Eric Tyson: It is and people shouldn’t lose sight of that. That’s why these comparisons to the Great Depression are overdone. I remember the recessions back in the early ‘80s and the mid ‘70s, and that was a pretty horrible period. We had no economic growth, recession after
recession, and double-digit inflation, double-digit unemployment, and double-digit interest rates.

Jason Hartman: That’s the misery index, for sure.

Eric Tyson: Yeah, see, you do have to – I mean even though this has been a tough period and a nasty period, especially if you’re investing in real estate or investing in the stock market, there’s been worse periods and you have to look on the bright side. Spring and summer follow winter. We’re in the winter right now economically speaking and spring and summer will come. Just be patient and try to be optimistic and see the glass as half full rather than half empty.

Jason Hartman: I agree with you about that. It’s during winter that so many people want to reign in their horns. They want to get under a blanket and hide. This is the time to be – I said at one of my recent seminars, I told the audience, I said, “Look; I just want you to know you’re not going to hear a bunch of hype about how great an opportunity this is right now. I am not an optimist, but I am an opportunist. I think that’s what you have to be right now, a little bit of a vulture, right?

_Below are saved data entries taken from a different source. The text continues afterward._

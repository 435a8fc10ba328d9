use crate::shared::language::Language;

#[derive(Debug, Clone, Copy, PartialEq, Eq)]
pub enum NavCommand {
    Previous,
    Next,
}

/// Map a `KeyboardEvent.key` to a card move.
///
/// Arrow keys follow reading direction, so they are mirrored for Arabic:
/// `ArrowLeft` moves forward in RTL.
pub fn nav_command_for_key(key: &str, language: Language) -> Option<NavCommand> {
    let rtl = language.is_rtl();
    match key {
        "ArrowLeft" if rtl => Some(NavCommand::Next),
        "ArrowLeft" => Some(NavCommand::Previous),
        "ArrowRight" if rtl => Some(NavCommand::Previous),
        "ArrowRight" => Some(NavCommand::Next),
        _ => None,
    }
}

/// Arrow keys typed into a form field belong to the field, not the cards.
pub fn is_editable_target(tag_name: &str, content_editable: bool) -> bool {
    content_editable
        || ["INPUT", "TEXTAREA", "SELECT"]
            .iter()
            .any(|tag| tag_name.eq_ignore_ascii_case(tag))
}

#[cfg(test)]
mod tests {
    use super::*;

    #[test]
    fn test_ltr_arrows() {
        assert_eq!(
            nav_command_for_key("ArrowLeft", Language::English),
            Some(NavCommand::Previous)
        );
        assert_eq!(
            nav_command_for_key("ArrowRight", Language::English),
            Some(NavCommand::Next)
        );
    }

    #[test]
    fn test_rtl_arrows_are_mirrored() {
        assert_eq!(
            nav_command_for_key("ArrowLeft", Language::Arabic),
            Some(NavCommand::Next)
        );
        assert_eq!(
            nav_command_for_key("ArrowRight", Language::Arabic),
            Some(NavCommand::Previous)
        );
    }

    #[test]
    fn test_other_keys_ignored() {
        for key in ["Tab", "Enter", "ArrowUp", "a", ""] {
            assert_eq!(nav_command_for_key(key, Language::English), None);
            assert_eq!(nav_command_for_key(key, Language::Arabic), None);
        }
    }

    #[test]
    fn test_editable_targets() {
        assert!(is_editable_target("INPUT", false));
        assert!(is_editable_target("TEXTAREA", false));
        assert!(is_editable_target("select", false));
        assert!(is_editable_target("DIV", true));
        assert!(!is_editable_target("BUTTON", false));
        assert!(!is_editable_target("BODY", false));
    }
}
/// Value carried by a `.check-option` via its `data-value` attribute.
#[derive(Debug, Clone, Copy, PartialEq, Eq)]
pub enum Choice {
    Yes,
    No,
}

/// Every class a selector may carry; cleared before marking a new option.
pub const ALL_SELECTION_CLASSES: [&str; 2] = ["selected-yes", "selected-no"];

impl Choice {
    /// Anything other than `"yes"` counts as "no".
    pub fn from_data_value(value: Option<&str>) -> Self {
        match value {
            Some("yes") => Choice::Yes,
            _ => Choice::No,
        }
    }

    pub fn css_class(&self) -> &'static str {
        match self {
            Choice::Yes => "selected-yes",
            Choice::No => "selected-no",
        }
    }
}

/// Options sharing one parent element. At most one is marked at a time.
#[derive(Debug, Clone, PartialEq, Eq)]
pub struct ChoiceGroup {
    options: Vec<Choice>,
    selected: Option<usize>,
}

impl ChoiceGroup {
    pub fn new(options: Vec<Choice>) -> Self {
        Self {
            options,
            selected: None,
        }
    }

    pub fn selected(&self) -> Option<(usize, Choice)> {
        self.selected.map(|i| (i, self.options[i]))
    }

    /// Class the option at `index` should carry, if any.
    pub fn class_for(&self, index: usize) -> Option<&'static str> {
        match self.selected {
            Some(i) if i == index => Some(self.options[i].css_class()),
            _ => None,
        }
    }

    /// Mark the clicked option and unmark its siblings. Out-of-range clicks
    /// leave the group untouched.
    pub fn select(&mut self, index: usize) -> Option<Choice> {
        let choice = *self.options.get(index)?;
        self.selected = Some(index);
        Some(choice)
    }

    pub fn clear(&mut self) {
        self.selected = None;
    }
}

#[cfg(test)]
mod tests {
    use super::*;

    #[test]
    fn test_data_value_parsing() {
        assert_eq!(Choice::from_data_value(Some("yes")), Choice::Yes);
        assert_eq!(Choice::from_data_value(Some("no")), Choice::No);
        assert_eq!(Choice::from_data_value(Some("YES")), Choice::No);
        assert_eq!(Choice::from_data_value(None), Choice::No);
    }

    #[test]
    fn test_last_click_wins() {
        let mut group = ChoiceGroup::new(vec![Choice::Yes, Choice::No]);
        assert_eq!(group.selected(), None);

        assert_eq!(group.select(0), Some(Choice::Yes));
        assert_eq!(group.class_for(0), Some("selected-yes"));
        assert_eq!(group.class_for(1), None);

        assert_eq!(group.select(1), Some(Choice::No));
        assert_eq!(group.class_for(0), None);
        assert_eq!(group.class_for(1), Some("selected-no"));

        let marked = (0..2).filter(|i| group.class_for(*i).is_some()).count();
        assert_eq!(marked, 1);
    }

    #[test]
    fn test_out_of_range_and_clear() {
        let mut group = ChoiceGroup::new(vec![Choice::Yes, Choice::No]);
        group.select(0);
        assert_eq!(group.select(5), None);
        assert_eq!(group.selected(), Some((0, Choice::Yes)));

        group.clear();
        assert_eq!(group.selected(), None);
        assert!(ALL_SELECTION_CLASSES.contains(&Choice::Yes.css_class()));
        assert!(ALL_SELECTION_CLASSES.contains(&Choice::No.css_class()));
    }
}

Eric Tyson: Well, yeah, you do have to see opportunity in the current environment, and if you don’t have the cash and courage, then you’re not going to be able to take advantage of it. But if you’re putting money in your 401k plan, the worst thing I think you can do in your 401k plan is sell the stocks you already hold and then not take advantage of the low prices by buying stocks with the new money you’re putting in. The emotional thing for people to do is say I want to go into bonds. Bonds have been doing well and I’ll feel safer there. Well, you may feel safer there, but five or ten years from now, think about if it’s your 401k plan and I’m investing it for retirement, then how many years and decades are you away from retirement. That’s what you’re investing for.
It’s easier for me to say that than it is for people to do that.

Jason Hartman: Of course, when they’re looking at the screen or they’re looking at the ticker and they’re calculating how much they’ve lost, they just kind of, at some point, want to get out. And this is why I think, Eric, the little guy gets hurt the most because the little guy is always following the trends. They’re at the end of the pipe and they usually make a lot of bad decisions at that end, I think.

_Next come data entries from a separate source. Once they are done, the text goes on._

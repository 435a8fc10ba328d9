//! Loads the per-language fragment into the content region and binds its
//! interactive components.

pub mod api;

use crate::interactive::InteractiveHandle;
use crate::shared::icons::icon;
use crate::shared::language::use_language;
use contracts::shared::language::Language;
use contracts::shared::messages;
use gloo_timers::future::TimeoutFuture;
use leptos::html;
use leptos::prelude::*;
use web_sys::Element;

/// Delay between injecting markup and binding it, so layout settles first.
const BIND_DELAY_MS: u32 = 50;

#[derive(Clone, Copy, PartialEq, Eq, Debug)]
enum LoadStatus {
    Loading,
    Ready,
    /// Failed loading the fragment for this language.
    Failed(Language),
}

#[component]
pub fn ContentLoader() -> impl IntoView {
    let lang_ctx = use_language();
    let status = RwSignal::new(LoadStatus::Loading);
    let container = NodeRef::<html::Div>::new();
    let handle = StoredValue::new_local(None::<InteractiveHandle>);
    // Bumped per request; responses for an older request are dropped.
    let generation = StoredValue::new(0u64);

    let load = move |language: Language| {
        generation.update_value(|g| *g += 1);
        let current = generation.get_value();
        status.set(LoadStatus::Loading);

        wasm_bindgen_futures::spawn_local(async move {
            let result = api::fetch_fragment(language).await;
            if generation.try_get_value() != Some(current) {
                return;
            }

            match result {
                Ok(fragment) => {
                    // old listeners go away with the old subtree
                    handle.set_value(None);
                    let Some(div) = container.get_untracked() else {
                        return;
                    };
                    let root: Element = div.into();
                    root.set_inner_html(&fragment);

                    TimeoutFuture::new(BIND_DELAY_MS).await;
                    if generation.try_get_value() != Some(current) {
                        return;
                    }
                    handle.set_value(Some(InteractiveHandle::bind(
                        root,
                        lang_ctx.language.into(),
                    )));
                    status.set(LoadStatus::Ready);
                }
                Err(err) => {
                    log::error!("Error loading content: {}", err);
                    status.set(LoadStatus::Failed(language));
                }
            }
        });
    };

    Effect::new(move |_| {
        let language = lang_ctx.get();
        load(language);
    });

    let retry = move |_| load(lang_ctx.get_untracked());

    view! {
        <div
            id="loading-indicator"
            class="loading-indicator"
            class:active=move || status.get() == LoadStatus::Loading
        >
            <div class="spinner"></div>
            <p>{move || messages::loading_label(lang_ctx.get())}</p>
        </div>

        <div
            id="error-container"
            class="error-container"
            class:active=move || matches!(status.get(), LoadStatus::Failed(_))
        >
            {move || match status.get() {
                LoadStatus::Failed(failed) => {
                    let current = lang_ctx.get();
                    view! {
                        <h3>{icon("alert-triangle")} " " {messages::error_heading(current)}</h3>
                        <p>{messages::load_error(failed)}</p>
                        <button class="nav-btn retry-btn" on:click=retry>
                            {icon("refresh")} " " {messages::retry_label(current)}
                        </button>
                    }
                    .into_any()
                }
                _ => ().into_any(),
            }}
        </div>

        <div id="content-container" class="content-container" node_ref=container></div>
    }
}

Eric Tyson: They do, and I used to be a former financial planner, financial counselor, and one of the things that I saw foolish people do is they’d sell after the carnage has happened, which is perverse because if you think about it, if retail stores are having a sale, 50 percent off, that’s the time that we like as consumers to go out and buy things. But in the financial markets, we tend to do the reverse. We pile into investments that are all over the front pages as appreciating a lot and we run away from the ones that are going down.

Jason Hartman: Yeah, fair enough. That’s a good concept. One of the things that I love about your website at www.EricTyson.com is your Guru Watch, and I thought I’d ask you to
comment. We talked about Peter Schiff. Talk to us a little bit about Suze Orman and Jim Cramer and the others. I don’t want to prejudice you with what I think.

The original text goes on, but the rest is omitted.